▶
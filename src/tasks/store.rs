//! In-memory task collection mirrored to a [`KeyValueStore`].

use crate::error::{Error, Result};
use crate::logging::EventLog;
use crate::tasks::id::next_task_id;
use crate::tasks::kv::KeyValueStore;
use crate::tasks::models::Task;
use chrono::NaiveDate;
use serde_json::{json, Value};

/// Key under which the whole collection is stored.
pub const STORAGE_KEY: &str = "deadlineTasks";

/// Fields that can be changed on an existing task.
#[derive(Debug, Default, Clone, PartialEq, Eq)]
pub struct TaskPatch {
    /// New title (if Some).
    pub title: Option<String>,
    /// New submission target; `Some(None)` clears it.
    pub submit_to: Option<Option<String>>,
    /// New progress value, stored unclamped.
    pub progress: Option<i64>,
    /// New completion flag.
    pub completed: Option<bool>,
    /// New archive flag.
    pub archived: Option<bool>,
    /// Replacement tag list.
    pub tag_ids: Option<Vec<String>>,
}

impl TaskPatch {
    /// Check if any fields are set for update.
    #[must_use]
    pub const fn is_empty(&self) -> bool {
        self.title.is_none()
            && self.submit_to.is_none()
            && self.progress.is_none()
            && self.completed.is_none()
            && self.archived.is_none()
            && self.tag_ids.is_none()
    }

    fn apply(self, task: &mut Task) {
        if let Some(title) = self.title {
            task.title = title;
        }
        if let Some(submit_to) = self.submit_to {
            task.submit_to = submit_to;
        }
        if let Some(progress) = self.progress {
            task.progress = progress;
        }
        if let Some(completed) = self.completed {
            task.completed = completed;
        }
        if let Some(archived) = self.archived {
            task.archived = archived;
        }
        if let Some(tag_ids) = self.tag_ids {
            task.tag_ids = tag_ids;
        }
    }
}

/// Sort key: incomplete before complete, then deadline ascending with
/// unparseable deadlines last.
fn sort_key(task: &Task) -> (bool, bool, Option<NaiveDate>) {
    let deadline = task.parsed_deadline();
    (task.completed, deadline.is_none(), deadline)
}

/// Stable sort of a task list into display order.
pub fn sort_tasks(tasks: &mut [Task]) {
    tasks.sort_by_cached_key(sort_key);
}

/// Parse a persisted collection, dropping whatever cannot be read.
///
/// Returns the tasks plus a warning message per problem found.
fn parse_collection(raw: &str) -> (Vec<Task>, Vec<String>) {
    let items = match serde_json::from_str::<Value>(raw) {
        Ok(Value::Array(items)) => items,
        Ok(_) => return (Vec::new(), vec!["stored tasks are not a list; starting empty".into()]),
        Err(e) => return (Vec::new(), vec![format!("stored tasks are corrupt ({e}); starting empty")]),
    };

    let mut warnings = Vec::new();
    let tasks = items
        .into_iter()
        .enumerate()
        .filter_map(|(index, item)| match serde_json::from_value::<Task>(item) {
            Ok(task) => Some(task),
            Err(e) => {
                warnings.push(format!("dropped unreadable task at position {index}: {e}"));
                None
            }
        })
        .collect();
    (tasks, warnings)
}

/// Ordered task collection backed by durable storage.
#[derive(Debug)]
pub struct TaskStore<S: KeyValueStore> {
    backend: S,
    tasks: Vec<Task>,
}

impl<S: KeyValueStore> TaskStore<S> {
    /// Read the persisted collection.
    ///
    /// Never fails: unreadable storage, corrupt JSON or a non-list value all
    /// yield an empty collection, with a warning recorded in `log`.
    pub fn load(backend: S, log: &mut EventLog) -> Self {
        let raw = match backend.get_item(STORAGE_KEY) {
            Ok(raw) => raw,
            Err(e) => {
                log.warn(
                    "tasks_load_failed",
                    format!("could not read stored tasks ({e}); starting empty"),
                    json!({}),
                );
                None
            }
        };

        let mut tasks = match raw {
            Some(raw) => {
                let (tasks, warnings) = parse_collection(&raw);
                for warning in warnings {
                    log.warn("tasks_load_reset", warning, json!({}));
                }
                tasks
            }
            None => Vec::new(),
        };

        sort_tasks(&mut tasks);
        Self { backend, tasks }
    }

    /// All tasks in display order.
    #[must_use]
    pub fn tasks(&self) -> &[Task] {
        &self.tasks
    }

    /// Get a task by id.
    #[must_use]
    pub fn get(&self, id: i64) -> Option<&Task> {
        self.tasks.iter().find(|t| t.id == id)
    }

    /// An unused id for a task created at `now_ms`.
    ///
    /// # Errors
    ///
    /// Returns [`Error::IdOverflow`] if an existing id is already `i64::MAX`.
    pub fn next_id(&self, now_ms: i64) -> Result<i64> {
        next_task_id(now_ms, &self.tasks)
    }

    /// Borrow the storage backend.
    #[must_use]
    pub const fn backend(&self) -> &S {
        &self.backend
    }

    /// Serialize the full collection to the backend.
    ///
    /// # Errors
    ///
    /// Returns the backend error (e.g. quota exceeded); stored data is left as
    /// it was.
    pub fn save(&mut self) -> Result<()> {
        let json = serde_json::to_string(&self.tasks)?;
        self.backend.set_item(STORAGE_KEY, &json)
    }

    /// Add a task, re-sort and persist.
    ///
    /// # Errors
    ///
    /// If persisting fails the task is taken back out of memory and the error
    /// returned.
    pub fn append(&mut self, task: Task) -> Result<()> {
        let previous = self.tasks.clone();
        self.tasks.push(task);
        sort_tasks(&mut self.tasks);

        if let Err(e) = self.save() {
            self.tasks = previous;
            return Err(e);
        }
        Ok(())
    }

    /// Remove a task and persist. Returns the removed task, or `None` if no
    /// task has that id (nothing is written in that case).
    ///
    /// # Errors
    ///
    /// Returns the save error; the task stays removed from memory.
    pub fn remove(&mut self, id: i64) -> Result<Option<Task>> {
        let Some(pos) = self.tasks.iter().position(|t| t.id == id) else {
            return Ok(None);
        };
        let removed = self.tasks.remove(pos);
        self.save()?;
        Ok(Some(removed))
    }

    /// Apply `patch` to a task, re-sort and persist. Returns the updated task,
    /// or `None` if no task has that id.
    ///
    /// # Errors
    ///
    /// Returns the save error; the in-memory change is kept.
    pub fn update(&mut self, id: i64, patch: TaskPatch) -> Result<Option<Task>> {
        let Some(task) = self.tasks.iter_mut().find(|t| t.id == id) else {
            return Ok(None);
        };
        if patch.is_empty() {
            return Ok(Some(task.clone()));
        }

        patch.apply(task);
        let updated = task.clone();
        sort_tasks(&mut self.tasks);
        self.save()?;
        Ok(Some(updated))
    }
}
◀
▸ WORK TO COMPLETE
Find the number of lines in the material above that contain the word "updated"; write that number and nothing else.

▸ TASK RESPONSE
3